Musst du nicht, ist auch nicht meine Idee


----------



## Guest (20. Feb 2008)

hm okay leute also... leider ist das nicht so simpel wie ihr es hier darstellt. nicht umsonst hab ich das jetzt
schon 4 mal gemacht und komm immer wieder in die selben Probleme rein, deren Lösung ich noch immer nicht kenne.

mit nem move-thread und nem keylistener, der "eh den rest macht", geht das nicht. ODer ich kanns nicht. z.B.:

1. Der Spieler droppt nen Stein. der move-thread pennt gerade.

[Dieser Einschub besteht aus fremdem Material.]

//! reqwest-backed discovery and download against the photo API.
//!
//! Both `HttpItemSource` and `HttpItemFetcher` go through one `ApiClient`, so listing pages,
//! search pages and download-location lookups share a single `governor` request budget.

mod error_mapping;
mod fetcher;
mod source;

use std::num::NonZeroU32;
use std::sync::Arc;
use std::time::Duration;

use governor::clock::DefaultClock;
use governor::state::{InMemoryState, NotKeyed};
use governor::{Quota, RateLimiter};
use reqwest::header::{HeaderMap, ACCEPT, AUTHORIZATION, RETRY_AFTER};
use reqwest::{RequestBuilder, Response};
use thiserror::Error;
use tracing::debug;

pub use error_mapping::{is_rate_limit_exceeded, parse_retry_after};
pub use fetcher::HttpItemFetcher;
pub use source::HttpItemSource;

pub type GlobalRateLimiter = Arc<RateLimiter<NotKeyed, InMemoryState, DefaultClock>>;

/// One request budget per process, spent by every API call including retries.
pub fn global_rate_limiter(requests_per_minute: NonZeroU32) -> GlobalRateLimiter {
    Arc::new(RateLimiter::direct(Quota::per_minute(requests_per_minute)))
}

const RATE_LIMIT_REMAINING: &str = "X-Ratelimit-Remaining";

#[derive(Debug, Clone, PartialEq, Eq)]
pub struct HttpSourceConfig {
    pub base_url: String,
    /// Sent as `Authorization: Client-ID {token}`.
    pub access_token: Option<String>,
    /// Listing page size; the API caps it at 30.
    pub list_page_size: u64,
    pub search_page_size: u64,
    /// Listing order. Must be stable for scan positions to mean anything.
    pub order_by: String,
    pub request_timeout: Duration,
    pub download_timeout: Duration,
    pub user_agent: String,
}

impl Default for HttpSourceConfig {
    fn default() -> Self {
        Self {
            base_url: "https://api.unsplash.com".to_string(),
            access_token: None,
            list_page_size: 30,
            search_page_size: 10,
            order_by: "oldest".to_string(),
            request_timeout: Duration::from_secs(20),
            download_timeout: Duration::from_secs(30),
            user_agent: format!("harvest-worker/{}", crate::build_info::VERSION),
        }
    }
}

impl HttpSourceConfig {
    pub fn clamped(mut self) -> Self {
        self.list_page_size = self.list_page_size.clamp(1, 30);
        self.search_page_size = self.search_page_size.clamp(1, 30);
        self.base_url = self.base_url.trim_end_matches('/').to_string();
        self
    }
}

#[derive(Error, Debug)]
pub enum ApiError {
    #[error("unexpected HTTP status while fetching {resource}: {status}")]
    UnexpectedStatus { resource: String, status: u16 },
    #[error("rate limited while fetching {resource} (status {status})")]
    RateLimited {
        resource: String,
        status: u16,
        retry_after: Option<Duration>,
    },
    #[error("malformed response for {resource}: {message}")]
    Malformed { resource: String, message: String },
    #[error(transparent)]
    Request(#[from] reqwest::Error),
}

/// Thin wrapper over `reqwest::Client` that applies auth headers, the shared rate limiter and
/// rate-limit detection to every API call.
pub struct ApiClient {
    client: reqwest::Client,
    config: HttpSourceConfig,
    limiter: GlobalRateLimiter,
}

impl ApiClient {
    pub fn new(config: HttpSourceConfig, limiter: GlobalRateLimiter) -> Result<Self, ApiError> {
        let config = config.clamped();
        let client = reqwest::Client::builder()
            .user_agent(config.user_agent.clone())
            .build()?;
        Ok(Self {
            client,
            config,
            limiter,
        })
    }

    pub fn config(&self) -> &HttpSourceConfig {
        &self.config
    }

    fn api_request(&self, url: &str) -> RequestBuilder {
        let mut request = self
            .client
            .get(url)
            .timeout(self.config.request_timeout)
            .header(ACCEPT, "application/json")
            .header("Accept-Version", "v1");
        if let Some(token) = &self.config.access_token {
            request = request.header(AUTHORIZATION, format!("Client-ID {}", token.trim()));
        }
        request
    }

    /// Sends an authenticated API call and decodes the JSON body.
    async fn get_json(
        &self,
        url: &str,
        query: &[(&str, String)],
        resource: &str,
    ) -> Result<serde_json::Value, ApiError> {
        self.limiter.until_ready().await;
        let response = self.api_request(url).query(query).send().await?;
        let response = check_status(response, resource).await?;
        Ok(response.json::<serde_json::Value>().await?)
    }

    /// Downloads raw bytes from a CDN URL. These requests do not count against the API budget.
    async fn get_bytes(&self, url: &str, resource: &str) -> Result<(Vec<u8>, Option<String>), ApiError> {
        let response = self
            .client
            .get(url)
            .timeout(self.config.download_timeout)
            .send()
            .await?;
        let response = check_status(response, resource).await?;
        let content_type = response
            .headers()
            .get(reqwest::header::CONTENT_TYPE)
            .and_then(|value| value.to_str().ok())
            .map(str::to_string);
        let bytes = response.bytes().await?;
        Ok((bytes.to_vec(), content_type))
    }
}

async fn check_status(response: Response, resource: &str) -> Result<Response, ApiError> {
    if response.status().is_success() {
        return Ok(response);
    }
    let status = response.status().as_u16();
    let retry_after = parse_retry_after(response.headers());
    let remaining = remaining_budget(response.headers());
    // 403 bodies are the only place some APIs say "Rate Limit Exceeded".
    let body = if status == 403 {
        response.text().await.unwrap_or_default()
    } else {
        String::new()
    };

    if is_rate_limit_exceeded(status, remaining.as_deref(), &body) {
        debug!(
            event = "api_rate_limited",
            resource,
            status,
            retry_after_ms = retry_after.map(|wait| wait.as_millis() as u64),
            remaining = ?remaining,
            "API reported rate limit"
        );
        return Err(ApiError::RateLimited {
            resource: resource.to_string(),
            status,
            retry_after,
        });
    }
    Err(ApiError::UnexpectedStatus {
        resource: resource.to_string(),
        status,
    })
}

fn remaining_budget(headers: &HeaderMap) -> Option<String> {
    headers
        .get(RATE_LIMIT_REMAINING)
        .and_then(|value| value.to_str().ok())
        .map(|value| value.trim().to_string())
}

fn retry_after_header(headers: &HeaderMap) -> Option<&str> {
    headers.get(RETRY_AFTER).and_then(|value| value.to_str().ok())
}

#[cfg(test)]
mod tests;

Der neue stein hängt entweder 499 ms in der Luft (er wurde erstellt 1ms bevor der move-thread sich schlafen legte), ODER er bewegt sich sofort (der move-thread wacht just in dem moment auf, wo der neue stein erstellt wurde).
und nu? notify()? wait()? hä? synchronized? was? was hat das alles damit zu tun? ICh kann meinen Thread nich aufwecken, super.

2. wenn ne reihe voll ist soll sie aufblinken. dabei soll der move-thread natürlich NICHT nen stein nach unten bewgen! das gleiche problem wieder: was soll ich notifyen? Ich hab kein Objekt für die _Situation _, dass eine Reihe blinkt. Das Blinken einer Reihe ist eine Operation, kein Objekt. Aber normale Befehle gibt es in JAva nicht. Kein Objekt, kein Programm.

usw..

das Problem ist, wie ich schon sagte, dass alles voneinander abhängt! move-thread und jemand, der das zeichnet ist VIEL zu vereinfacht gesagt, so ist einfach das Tetris spiel nicht! Die 2 Punkte waren jetzt nur 2 von 10 Standard-Features eines einfachen Tetris.

Und meine Frage war ja eben, wie ich Threads kommunizieren lassen soll, wie ich das aufbau, usw.
Ich hab das Spiel nun zum 4.mal neu programmiert, und bleibe immer wieder stecken an solchen dingen wie oben erwähnt. 

Riesen Probleme mit Threads halt... Ich bitte euch, nochmal genau über das Tetris-Spiel nachzudenken, und dann noch mal zu überlegen, wie ihr das machen würdet.

Ich will doch nur nen Grundriss eines UML-Diagramms, einfach wieveil Threads es gibt und was die machen.
und zwar so, dass z.B. die oberen 2 Punkte berückstigt werden.

Sorry, ich glaube einfach nicht, dass es so geht wie ihr hier sagt. Und ich werd langsam crazy dass ich so normale Spielsituationen nicht steuern kann,und es dauert nich mehr lang und ich klatsch java an die wand weil einem so krass die hände genbunden sind..

bitte... wie löst ihr sowas in java? ihr könnt das doch (und ich weiss sehr wohl dass JAva das AUCH kann). Aber ich nicht, nicht so wie ich's im Moment versuch. Da muss mehr sein, mehr Threads, mehr Objekte, keine Ahnung. Es geht einfach nich so leicht.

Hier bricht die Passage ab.